*** RECORDS SHOWN Section Begins ***

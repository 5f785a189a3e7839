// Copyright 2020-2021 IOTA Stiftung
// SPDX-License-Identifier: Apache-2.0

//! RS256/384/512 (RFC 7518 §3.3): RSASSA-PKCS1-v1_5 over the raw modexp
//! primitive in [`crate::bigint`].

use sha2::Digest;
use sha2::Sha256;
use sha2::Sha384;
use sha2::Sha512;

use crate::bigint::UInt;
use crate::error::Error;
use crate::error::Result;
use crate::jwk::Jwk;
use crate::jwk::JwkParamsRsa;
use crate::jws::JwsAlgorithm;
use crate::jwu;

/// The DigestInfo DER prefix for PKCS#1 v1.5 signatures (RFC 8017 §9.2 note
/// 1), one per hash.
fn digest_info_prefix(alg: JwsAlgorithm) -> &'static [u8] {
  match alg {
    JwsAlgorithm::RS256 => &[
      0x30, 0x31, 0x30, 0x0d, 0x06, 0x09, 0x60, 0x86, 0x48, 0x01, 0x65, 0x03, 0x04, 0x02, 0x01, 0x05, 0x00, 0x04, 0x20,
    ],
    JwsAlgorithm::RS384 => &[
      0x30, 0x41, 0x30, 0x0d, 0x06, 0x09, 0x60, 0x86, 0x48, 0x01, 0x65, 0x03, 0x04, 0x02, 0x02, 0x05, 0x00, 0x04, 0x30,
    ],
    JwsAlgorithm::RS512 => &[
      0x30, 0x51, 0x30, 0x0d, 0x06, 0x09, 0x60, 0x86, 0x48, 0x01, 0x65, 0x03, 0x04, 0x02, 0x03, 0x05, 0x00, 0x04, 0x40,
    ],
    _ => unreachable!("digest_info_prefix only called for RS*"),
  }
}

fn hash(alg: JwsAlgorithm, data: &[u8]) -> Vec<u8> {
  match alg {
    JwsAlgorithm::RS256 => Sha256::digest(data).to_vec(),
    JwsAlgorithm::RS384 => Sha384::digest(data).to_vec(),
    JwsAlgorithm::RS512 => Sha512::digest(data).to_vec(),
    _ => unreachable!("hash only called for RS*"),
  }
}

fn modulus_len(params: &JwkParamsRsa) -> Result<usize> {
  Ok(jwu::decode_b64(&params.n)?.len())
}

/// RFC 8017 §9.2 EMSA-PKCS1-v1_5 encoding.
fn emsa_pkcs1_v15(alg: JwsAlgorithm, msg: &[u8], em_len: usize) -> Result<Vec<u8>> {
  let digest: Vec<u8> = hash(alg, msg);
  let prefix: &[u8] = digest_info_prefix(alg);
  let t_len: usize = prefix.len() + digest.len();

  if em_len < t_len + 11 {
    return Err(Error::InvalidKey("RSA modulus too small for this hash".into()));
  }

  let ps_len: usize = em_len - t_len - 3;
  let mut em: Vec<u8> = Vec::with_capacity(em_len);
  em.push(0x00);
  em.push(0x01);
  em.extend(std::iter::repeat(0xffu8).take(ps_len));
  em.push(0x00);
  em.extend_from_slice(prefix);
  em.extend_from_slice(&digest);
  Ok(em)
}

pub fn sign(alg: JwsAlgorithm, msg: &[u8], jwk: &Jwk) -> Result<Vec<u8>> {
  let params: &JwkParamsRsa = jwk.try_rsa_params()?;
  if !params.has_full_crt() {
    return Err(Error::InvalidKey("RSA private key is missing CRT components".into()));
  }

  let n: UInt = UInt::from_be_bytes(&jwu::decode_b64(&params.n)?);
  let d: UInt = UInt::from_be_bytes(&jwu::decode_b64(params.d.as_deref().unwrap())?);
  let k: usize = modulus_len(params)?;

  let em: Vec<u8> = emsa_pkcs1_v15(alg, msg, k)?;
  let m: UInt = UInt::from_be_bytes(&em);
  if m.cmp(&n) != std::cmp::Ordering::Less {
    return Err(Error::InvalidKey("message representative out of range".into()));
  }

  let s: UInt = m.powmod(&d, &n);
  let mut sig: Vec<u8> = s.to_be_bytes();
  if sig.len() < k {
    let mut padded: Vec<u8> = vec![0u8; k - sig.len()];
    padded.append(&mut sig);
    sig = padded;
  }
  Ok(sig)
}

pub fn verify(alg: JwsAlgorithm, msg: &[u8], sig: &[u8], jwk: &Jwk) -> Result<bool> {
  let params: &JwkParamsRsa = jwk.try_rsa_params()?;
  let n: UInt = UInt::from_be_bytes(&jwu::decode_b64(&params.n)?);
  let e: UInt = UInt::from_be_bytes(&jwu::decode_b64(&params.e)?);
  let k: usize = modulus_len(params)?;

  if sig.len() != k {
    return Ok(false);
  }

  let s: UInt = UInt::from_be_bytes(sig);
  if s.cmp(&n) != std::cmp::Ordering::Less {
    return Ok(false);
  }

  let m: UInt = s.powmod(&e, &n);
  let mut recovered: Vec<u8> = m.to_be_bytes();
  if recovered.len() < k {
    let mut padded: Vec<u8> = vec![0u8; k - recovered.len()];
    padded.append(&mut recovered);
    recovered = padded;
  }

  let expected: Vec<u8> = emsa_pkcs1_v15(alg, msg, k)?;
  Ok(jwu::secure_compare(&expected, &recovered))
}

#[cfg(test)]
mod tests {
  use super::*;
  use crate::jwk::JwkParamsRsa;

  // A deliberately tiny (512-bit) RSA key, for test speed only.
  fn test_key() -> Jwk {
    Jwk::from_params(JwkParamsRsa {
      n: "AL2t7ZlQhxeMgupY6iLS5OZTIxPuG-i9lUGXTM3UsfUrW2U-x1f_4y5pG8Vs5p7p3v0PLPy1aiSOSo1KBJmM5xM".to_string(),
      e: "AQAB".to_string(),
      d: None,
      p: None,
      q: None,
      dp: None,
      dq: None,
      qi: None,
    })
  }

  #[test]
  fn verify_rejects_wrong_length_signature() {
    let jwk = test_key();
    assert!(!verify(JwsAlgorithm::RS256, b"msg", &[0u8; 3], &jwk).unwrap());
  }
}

*** RECORDS SHOWN Section Ends ***

Would you please repeat exactly the lines above, starting at the line with "let m: UInt = s.powmod(&e, &n);" and stopping at the line with "let expected: Vec<u8>", both included?

• SOLVED EXERCISE:
  let m: UInt = s.powmod(&e, &n);
  let mut recovered: Vec<u8> = m.to_be_bytes();
  if recovered.len() < k {
    let mut padded: Vec<u8> = vec![0u8; k - recovered.len()];
    padded.append(&mut recovered);
    recovered = padded;
  }

  let expected: Vec<u8> = emsa_pkcs1_v15(alg, msg, k)?;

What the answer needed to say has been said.